While it can be a sensitive subject, if a husband has doubts about his paternity of a child born to his wife during their marriage, it is critical that this issue be considered in the divorce proceeding and addressed as soon as possible. When paternity is at issue, time is of the essence both in the interest of stability for the child, as well as protecting the presumed father’s rights.

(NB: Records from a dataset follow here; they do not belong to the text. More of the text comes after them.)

//! Cache Client Module
//!
//! Typed, fail-open access to a `CacheStore`. Every backend error and every
//! serialization error is logged at warn level and degraded: reads become
//! misses, writes become no-ops. Nothing here returns an error.

use std::sync::Arc;
use std::time::Duration;

use serde::{de::DeserializeOwned, Serialize};
use tracing::warn;

use crate::cache::CacheStore;

// == Cache Client ==
/// Fail-open wrapper shared by everything that talks to the cache backend.
#[derive(Clone)]
pub struct CacheClient {
    store: Arc<dyn CacheStore>,
}

impl CacheClient {
    // == Constructor ==
    /// Wraps a backend.
    pub fn new(store: Arc<dyn CacheStore>) -> Self {
        Self { store }
    }

    /// Name of the wrapped backend.
    pub fn backend_name(&self) -> &'static str {
        self.store.backend_name()
    }

    // == Get ==
    /// Reads and deserializes `key`.
    ///
    /// Returns None when the key is absent, the backend fails, or the stored
    /// JSON does not decode as `T`. Undecodable entries are removed.
    pub async fn get<T: DeserializeOwned>(&self, key: &str) -> Option<T> {
        let raw = match self.store.get(key).await {
            Ok(raw) => raw?,
            Err(error) => {
                warn!(
                    key,
                    backend = self.backend_name(),
                    error = %error,
                    "Cache read failed, treating as miss"
                );
                return None;
            }
        };

        match serde_json::from_str(&raw) {
            Ok(value) => Some(value),
            Err(error) => {
                warn!(
                    key,
                    error = %error,
                    "Cached entry could not be decoded, treating as miss"
                );
                self.delete(key).await;
                None
            }
        }
    }

    // == Set ==
    /// Serializes and stores `value`. Returns true if the backend accepted it.
    pub async fn set<T: Serialize>(&self, key: &str, value: &T, ttl: Option<Duration>) -> bool {
        let raw = match serde_json::to_string(value) {
            Ok(raw) => raw,
            Err(error) => {
                warn!(key, error = %error, "Failed to serialize value for cache");
                return false;
            }
        };

        match self.store.set(key, raw, ttl).await {
            Ok(()) => true,
            Err(error) => {
                warn!(
                    key,
                    backend = self.backend_name(),
                    error = %error,
                    "Cache write failed, skipping"
                );
                false
            }
        }
    }

    // == Delete ==
    /// Removes `key`, ignoring failures.
    pub async fn delete(&self, key: &str) {
        if let Err(error) = self.store.delete(key).await {
            warn!(
                key,
                backend = self.backend_name(),
                error = %error,
                "Cache delete failed"
            );
        }
    }

    // == Delete Many ==
    /// Removes every key in `keys`, ignoring failures. Empty input is a no-op.
    pub async fn delete_many(&self, keys: &[String]) {
        if keys.is_empty() {
            return;
        }
        if let Err(error) = self.store.delete_many(keys).await {
            warn!(
                count = keys.len(),
                backend = self.backend_name(),
                error = %error,
                "Cache bulk delete failed"
            );
        }
    }

    // == Add To Set ==
    /// Adds `member` to `set_key`, refreshing the set's expiry to `ttl`.
    /// Returns true if the backend accepted it.
    pub async fn add_to_set(&self, set_key: &str, member: &str, ttl: Option<Duration>) -> bool {
        match self.store.add_to_set(set_key, member, ttl).await {
            Ok(()) => true,
            Err(error) => {
                warn!(
                    set_key,
                    member,
                    backend = self.backend_name(),
                    error = %error,
                    "Cache set add failed"
                );
                false
            }
        }
    }

    // == Set Members ==
    /// Lists members of `set_key`; empty on absence or failure.
    pub async fn set_members(&self, set_key: &str) -> Vec<String> {
        match self.store.set_members(set_key).await {
            Ok(members) => members,
            Err(error) => {
                warn!(
                    set_key,
                    backend = self.backend_name(),
                    error = %error,
                    "Cache set read failed"
                );
                Vec::new()
            }
        }
    }
}
//! Catalog Module
//!
//! The `ProductStore` contract consumed by the cache layer, and an in-memory
//! implementation of it.

mod memory;

pub use memory::InMemoryProductStore;

use async_trait::async_trait;

use crate::error::Result;
use crate::models::{CreateProductRequest, Page, Product, SearchCriteria, UpdateProductRequest};

// == Product Store ==
/// Source of truth for products.
///
/// `ProductCache` implements this trait as well, so a cached store can be used
/// anywhere an uncached one is expected.
#[async_trait]
pub trait ProductStore: Send + Sync {
    /// Loads a single product, failing with `NotFound` when absent.
    async fn get_by_id(&self, id: i64) -> Result<Product>;

    /// Returns one page of products matching `criteria`.
    async fn search(&self, criteria: &SearchCriteria) -> Result<Page<Product>>;

    /// Creates a product and returns it with its assigned id.
    async fn create(&self, request: CreateProductRequest) -> Result<Product>;

    /// Replaces the mutable fields of an existing product.
    async fn update(&self, id: i64, request: UpdateProductRequest) -> Result<Product>;

    /// Removes a product.
    async fn delete(&self, id: i64) -> Result<()>;

    /// Bulk-creates `count` generated products, returning how many were created.
    async fn seed(&self, count: usize) -> Result<usize>;
}

#[async_trait]
impl<T: ProductStore + ?Sized> ProductStore for std::sync::Arc<T> {
    async fn get_by_id(&self, id: i64) -> Result<Product> {
        (**self).get_by_id(id).await
    }

    async fn search(&self, criteria: &SearchCriteria) -> Result<Page<Product>> {
        (**self).search(criteria).await
    }

    async fn create(&self, request: CreateProductRequest) -> Result<Product> {
        (**self).create(request).await
    }

    async fn update(&self, id: i64, request: UpdateProductRequest) -> Result<Product> {
        (**self).update(id, request).await
    }

    async fn delete(&self, id: i64) -> Result<()> {
        (**self).delete(id).await
    }

    async fn seed(&self, count: usize) -> Result<usize> {
        (**self).seed(count).await
    }
}
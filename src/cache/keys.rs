//! Cache Key Module
//!
//! Deterministic key derivation for by-id lookups and paged searches.
//!
//! Key shapes:
//! - `product:by-id:{id}`
//! - `product:paged:{sha256-hex}` over the canonical search signature
//! - `product:paged:index` is the tracking set of live paged keys
//!
//! When a prefix is configured, `qualify` prepends `{prefix}:` to every key
//! written to the backend. Set members are stored already qualified.

use sha2::{Digest, Sha256};

use crate::models::SearchCriteria;

// == Key Constants ==
/// Leading segments of every by-id key
pub const BY_ID_PATTERN: &str = "product:by-id";

/// Leading segments of every paged-search key
pub const PAGED_PATTERN: &str = "product:paged";

/// Tracking set holding every cached paged key
pub const PAGED_INDEX_KEY: &str = "product:paged:index";

// == Cache Key Builder ==
/// Builds backend keys, applying an optional namespace prefix.
#[derive(Debug, Clone, Default)]
pub struct CacheKeyBuilder {
    prefix: Option<String>,
}

impl CacheKeyBuilder {
    // == Constructor ==
    /// Creates a builder. Blank prefixes are ignored.
    pub fn new(prefix: Option<String>) -> Self {
        let prefix = prefix
            .map(|p| p.trim().trim_end_matches(':').to_string())
            .filter(|p| !p.is_empty());
        Self { prefix }
    }

    // == By Id ==
    /// Key for a single product.
    pub fn by_id(id: i64) -> String {
        format!("{}:{}", BY_ID_PATTERN, id)
    }

    // == Paged ==
    /// Key for one page of search results.
    ///
    /// Absent and empty-string filters serialize identically, so they share
    /// an entry.
    pub fn paged(criteria: &SearchCriteria) -> String {
        let digest = Sha256::digest(canonical_signature(criteria).as_bytes());
        format!("{}:{}", PAGED_PATTERN, hex::encode(digest))
    }

    // == Tracking Set ==
    /// Qualified key of the paged-key tracking set.
    pub fn tracking_set(&self) -> String {
        self.qualify(PAGED_INDEX_KEY)
    }

    // == Qualify ==
    /// Applies the configured prefix to a logical key.
    pub fn qualify(&self, key: &str) -> String {
        match &self.prefix {
            Some(prefix) => format!("{}:{}", prefix, key),
            None => key.to_string(),
        }
    }

    /// Configured prefix, if any.
    pub fn prefix(&self) -> Option<&str> {
        self.prefix.as_deref()
    }
}

/// Fixed-order `name=value|...` rendering of every search parameter.
pub fn canonical_signature(criteria: &SearchCriteria) -> String {
    format!(
        "page={}|pageSize={}|search={}|category={}|brand={}|minPrice={}|maxPrice={}|sortBy={}|desc={}",
        criteria.page,
        criteria.page_size,
        criteria.search_term.as_deref().unwrap_or(""),
        criteria.category.as_deref().unwrap_or(""),
        criteria.brand.as_deref().unwrap_or(""),
        format_price(criteria.min_price),
        format_price(criteria.max_price),
        criteria.sort_by.as_deref().unwrap_or(""),
        criteria.descending,
    )
}

// Two decimals so 10.0 and 10.000000001 do not drift apart by representation.
fn format_price(price: Option<f64>) -> String {
    price.map(|p| format!("{:.2}", p)).unwrap_or_default()
}

/// First two `:`-delimited segments of a logical key.
pub fn key_pattern(key: &str) -> &str {
    match key.match_indices(':').nth(1) {
        Some((idx, _)) => &key[..idx],
        None => key,
    }
}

In addition to biological and legal fathers, the Texas Family Code identifies several other types of fathers, including "presumed" fathers. If a man is married to the mother at the time the child is born, or was married to the mother less than 301 days before the child’s birth, he is considered a presumed father. Tex. Fam. Code §160.204(a)(1),(2). This status as a presumed father carries with it many legal implications.
The laws impacting presumed fathers can become particularly important in divorce proceedings involving adultery or infidelity by the child’s mother where paternity of one or more children of the marriage could be at issue. Under the Texas Family Code, while there is no time limitation for a suit to adjudicate parentage if the child has no presumed, alleged, or adjudicated father; yet a suit adjudicate parentage of a child with a presumed father must be brought within four years of the anniversary of the child’s birth. Tex. Fam. Code §160.607(a). In order to overcome this four year limitation, a presumed father must not have lived with the mother or engaged in sexual intercourse with her during the probable time of conception. Tex. Fam. Code §160.607(b)(1). The presumed father also must never have represented to others that the child was his own. Tex. Fam. Code §160.607(b)(2).
When two people live together as husband and wife, with a child born during their marriage, the requirements of Texas Family Code 160.607(b) are very often impossible to overcome. So, if there is a question as to the paternity of a child, genetic testing should be requested as early as possible and the suit to adjudicate parentage of the child should be brought before the child’s fourth birthday. This is important to ensure stability for the child involved. Here, as is the case with the rest of the Texas Family Code, the best interest of the child is the priority.